By Dr Martin Wickham, Chief Commercial Officer, Reacta Healthcare


Last month I had the privilege of not only attending but presenting at MEDICA, the world’s largest event for the medical sector. It’s so inspiring spending time with so many healthcare professionals, and I was particularly proud to represent the innovation that has taken place within the food allergy arena.


When it comes to food allergy diagnosis, most of us think of blood tests for general or allergen specific IgE levels. In my presentation at MEDICA, I was keen to explain why blood tests and finger prick tests should only be the first stage in screening for food allergies.
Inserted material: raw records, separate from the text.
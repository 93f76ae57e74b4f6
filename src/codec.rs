//! Reversible compaction of backend media URLs into path tokens.
//!
//! A URL starting with one of the configured base URLs is encoded as
//! `_<group>_<base64(rest)>`, where `rest` is the URL with the matched base
//! removed. Any other URL is encoded as plain `base64(url)`, which never starts
//! with `_` since that character is outside the standard base64 alphabet.
//!
//! All bases inside a group are aliases: decoding always re-attaches the first
//! base of the group.
//!
//! # Example
//!
//! ```
//! use nuggan::codec::UrlCodec;
//!
//! let codec = UrlCodec::new(vec![vec![
//!     "https://cdn0.example.com/icons".to_string(),
//!     "https://cdn1.example.com/icons".to_string(),
//! ]]);
//!
//! let token = codec.encode("https://cdn1.example.com/icons/logo.png");
//! assert!(token.starts_with("_0_"));
//! assert_eq!(
//!     codec.decode(&token).unwrap(),
//!     "https://cdn0.example.com/icons/logo.png"
//! );
//! ```

use base64::engine::general_purpose::STANDARD;
use base64::Engine as _;

use crate::config::ProxyConfig;
use crate::error::DecodeError;

/// Marker opening a grouped token and separating the group index.
pub const GROUP_MARKER: char = '_';

/// Encoder/decoder between backend media URLs and image tokens.
#[derive(Debug, Clone)]
pub struct UrlCodec {
    groups: Vec<Vec<String>>,
}

impl UrlCodec {
    /// Create a codec over the given URL-prefix groups.
    pub fn new(groups: Vec<Vec<String>>) -> Self {
        Self { groups }
    }

    /// Create a codec from the proxy configuration.
    pub fn from_config(config: &ProxyConfig) -> Self {
        Self::new(config.grouped_base_urls.clone())
    }

    /// Encode a media URL into a token.
    ///
    /// Groups are scanned in order, and bases in order within a group; the
    /// first base that prefixes `url` wins.
    pub fn encode(&self, url: &str) -> String {
        let matched = self.groups.iter().enumerate().find_map(|(index, group)| {
            group
                .iter()
                .find_map(|base| url.strip_prefix(base.as_str()))
                .map(|rest| (index, rest))
        });

        match matched {
            Some((index, rest)) => format!(
                "{marker}{index}{marker}{payload}",
                marker = GROUP_MARKER,
                payload = STANDARD.encode(rest)
            ),
            None => STANDARD.encode(url),
        }
    }

    /// Decode a token back into a media URL.
    pub fn decode(&self, token: &str) -> Result<String, DecodeError> {
        if token.is_empty() {
            return Err(DecodeError::EmptyToken);
        }

        let Some(grouped) = token.strip_prefix(GROUP_MARKER) else {
            return decode_base64(token);
        };

        let (index, payload) = match grouped.find(GROUP_MARKER) {
            Some(pos) if pos > 0 => (&grouped[..pos], &grouped[pos + 1..]),
            _ => {
                return Err(DecodeError::MissingSeparator {
                    token: token.to_string(),
                })
            }
        };

        let index: i64 = index
            .parse()
            .map_err(|e: std::num::ParseIntError| DecodeError::InvalidGroupIndex {
                value: index.to_string(),
                reason: e.to_string(),
            })?;

        let base = usize::try_from(index)
            .ok()
            .and_then(|i| self.groups.get(i))
            .and_then(|group| group.first())
            .ok_or(DecodeError::GroupOutOfRange { index })?;

        let rest = decode_base64(payload)?;

        Ok(format!("{}{}", base, rest))
    }
}

fn decode_base64(input: &str) -> Result<String, DecodeError> {
    let bytes = STANDARD
        .decode(input)
        .map_err(|e| DecodeError::Base64(e.to_string()))?;

    String::from_utf8(bytes).map_err(|e| DecodeError::Utf8(e.to_string()))
}

// =============================================================================
// Tests
// =============================================================================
For most attendees of the show, the insights that I shared into double-blind, placebo-controlled food challenges (DBPCFC) was something new to them. As I discussed, they’re used in trials that involve participants consuming incrementally increasing amounts of a suspect allergen until a mild reaction is detected. This is in addition to them ingesting an indistinguishable non-allergen containing control. I didn’t hold back on pointing out that this approach is the gold-standard for food allergy diagnosis!
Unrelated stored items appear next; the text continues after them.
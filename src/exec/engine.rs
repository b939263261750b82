use super::ExecutionResult;
use super::escalation::ElevatedCommand;
use super::launcher::{LaunchSpec, ProcessLauncher, RawOutput, SystemLauncher};
use crate::config::ExecutionConfig;
use crate::security::ValidatedCommand;
use crate::session::ShellSession;
use std::sync::Arc;
use tracing::{debug, info, warn};

/// Probe run through the escalation shell to detect root access.
const PRIVILEGE_PROBE: &[&str] = &["echo", "test"];

/// Environment injected into unprivileged processes alongside `HOME`.
#[derive(Debug, Clone, PartialEq, Eq)]
pub struct ExecutionEnv {
    pub term: String,
    pub lang: String,
}

impl From<&ExecutionConfig> for ExecutionEnv {
    fn from(config: &ExecutionConfig) -> Self {
        Self {
            term: config.term.clone(),
            lang: config.lang.clone(),
        }
    }
}

impl Default for ExecutionEnv {
    fn default() -> Self {
        Self::from(&ExecutionConfig::default())
    }
}

/// Spawns validated commands and turns every outcome into an
/// [`ExecutionResult`]. Nothing here returns an error to the caller.
#[derive(Clone)]
pub struct ExecutionEngine {
    launcher: Arc<dyn ProcessLauncher>,
    env: ExecutionEnv,
}

impl ExecutionEngine {
    pub fn new(launcher: Arc<dyn ProcessLauncher>, env: ExecutionEnv) -> Self {
        Self { launcher, env }
    }

    pub fn system(env: ExecutionEnv) -> Self {
        Self::new(Arc::new(SystemLauncher), env)
    }

    /// Argv-separated spawn in the session's cwd with `HOME`, `TERM` and
    /// `LANG` set.
    pub async fn execute(
        &self,
        command: &ValidatedCommand,
        session: &ShellSession,
    ) -> ExecutionResult {
        let env = vec![
            ("HOME".to_string(), session.home().display().to_string()),
            ("TERM".to_string(), self.env.term.clone()),
            ("LANG".to_string(), self.env.lang.clone()),
        ];
        let spec = LaunchSpec::direct(command, session.cwd(), env);
        info!(
            program = command.program(),
            args = command.args().len(),
            cwd = %session.cwd().display(),
            "executing command"
        );
        self.run(&spec, "Execution failed").await
    }

    /// `su -c <inner>` spawn.
    pub async fn execute_elevated(&self, command: &ElevatedCommand) -> ExecutionResult {
        self.run_elevated(command, "Root execution failed").await
    }

    pub(crate) async fn run_elevated(
        &self,
        command: &ElevatedCommand,
        failure_label: &str,
    ) -> ExecutionResult {
        let spec = LaunchSpec::elevated(command);
        info!(program = command.program(), "executing elevated command");
        self.run(&spec, failure_label).await
    }

    /// `true` iff `su -c "echo test"` exits with status zero. Output is
    /// discarded and spawn failure counts as no access.
    pub async fn check_privileged_access(&self) -> bool {
        let probe = ElevatedCommand::from_trusted_parts(PRIVILEGE_PROBE[0], &PRIVILEGE_PROBE[1..]);
        let spec = LaunchSpec::elevated(&probe);
        match self.launcher.launch(&spec).await {
            Ok(output) => output.exit_code == 0,
            Err(e) => {
                debug!("privilege probe could not spawn: {e}");
                false
            }
        }
    }

    async fn run(&self, spec: &LaunchSpec, failure_label: &str) -> ExecutionResult {
        debug!(argv = ?spec.argv(), "launching");
        match self.launcher.launch(spec).await {
            Ok(output) => capture(&output),
            Err(e) => {
                warn!(program = spec.program(), "{failure_label}: {e}");
                ExecutionResult::failure(format!("{failure_label}: {e}"))
            }
        }
    }
}

fn capture(output: &RawOutput) -> ExecutionResult {
    ExecutionResult {
        stdout: line_normalized(&output.stdout),
        stderr: line_normalized(&output.stderr),
        exit_code: output.exit_code,
    }
}

/// Decode as text and terminate every line with `\n`. `\n`, `\r\n` and a
/// lone `\r` all end a line.
fn line_normalized(bytes: &[u8]) -> String {
    let text = String::from_utf8_lossy(bytes).replace("\r\n", "\n");
    let mut out = String::with_capacity(text.len() + 1);
    for line in text.split_terminator(['\n', '\r']) {
        out.push_str(line);
        out.push('\n');
    }
    out
}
Oral food challenges (OFCs) are a novelty for many, so it was no surprise that it triggered the following questions from those watching the presentation:


  1. How is an oral food challenge carried out without a quantitative measure to determine end point?

The challenge is stopped when a predetermined criteria has been met, usually mild symptoms such as headache, nausea etc. There is currently no definitive agreement on the criteria for defining when enough evidence has been established and dosage should be discontinued once a physical reaction occurs, thus ending the challenge. But that’s ok given that the challenge should be carried out by a trained and experienced clinician within a clinical setting.
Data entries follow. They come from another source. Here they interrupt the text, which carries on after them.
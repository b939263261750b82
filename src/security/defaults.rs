/// Built-in program basenames the gateway may execute.
///
/// Resolution of the actual binary is left to `PATH`. Programs that can run
/// other programs without any shell metacharacter (`env`, `xargs`, `sed`'s
/// `e` command, `awk`'s `system()`) and all interpreters are absent.
#[must_use]
pub fn default_allowed_commands() -> Vec<String> {
    [
        // File listing / info
        "ls", "cat", "echo", "pwd", "whoami", "date", "uname", "df", "du", "ps", "top", "free",
        "uptime", "which", "id", "printenv", "hostname", "arch", "nproc",
        // File operations
        "cp", "mv", "rm", "mkdir", "rmdir", "touch", "chmod", "chown", "find",
        // Text processing
        "head", "tail", "wc", "sort", "uniq", "grep", "cut", "tr", "tee",
        // Networking diagnostics
        "ping", "curl", "wget", "netstat", "ifconfig", "ip",
        // Package management
        "pkg", "apt", "apt-get", "dpkg",
    ]
    .into_iter()
    .map(String::from)
    .collect()
}

/// Package managers the install policy may route through the escalation shell.
#[must_use]
pub fn default_package_managers() -> Vec<String> {
    ["pkg", "apt-get", "apt", "pacman", "yum", "dpkg"]
        .into_iter()
        .map(String::from)
        .collect()
}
Objective parameters can be assessed during the trial too. Clinicians may monitor blood pressure and pulmonary functions if considered necessary, particularly if there are any safety concerns based on previous reactions.


  1. Why are OFCs only carried out in allergy clinics or hospitals?

OFC involves oral administration of the suspected allergen in a controlled and standardised setting. It is a complex test, which requires significant healthcare resources. There is a potential risk of the participant having an allergic reaction to the food tested, so OFCs shouldn’t be carried out at home.


An allergy clinician specialist will carefully monitor the participant throughout the trial, checking for any signs of allergic reaction and whether any medical attention is required.


  1. Is the patient at risk and, if so, what benefits does the patient get from being involved in an OFC?

OFC trial participants who experience a mild reaction should view it positively. In the long run, they’re improving their quality of life. It provides certainty that they should avoid certain foods.


For some patients who don’t remember their last allergic reaction, experiencing it during a trial can be an excellent opportunity to see what it feels like and how it is treated.


It is also an opportunity for families to learn how to treat a reaction if their child were to have one. A challenge that ends in a reaction may dispel concerns about severe anaphylaxis and death from even the smallest exposure to a food allergen. It’s great how participation in these trials can greatly improve quality of life and reduce anxiety.


It’s so rare to be at an event with professionals representing so many aspects of healthcare. I like to think that I’ve planted a seed and got people thinking about how we can take a more innovative approach to food allergy diagnosis.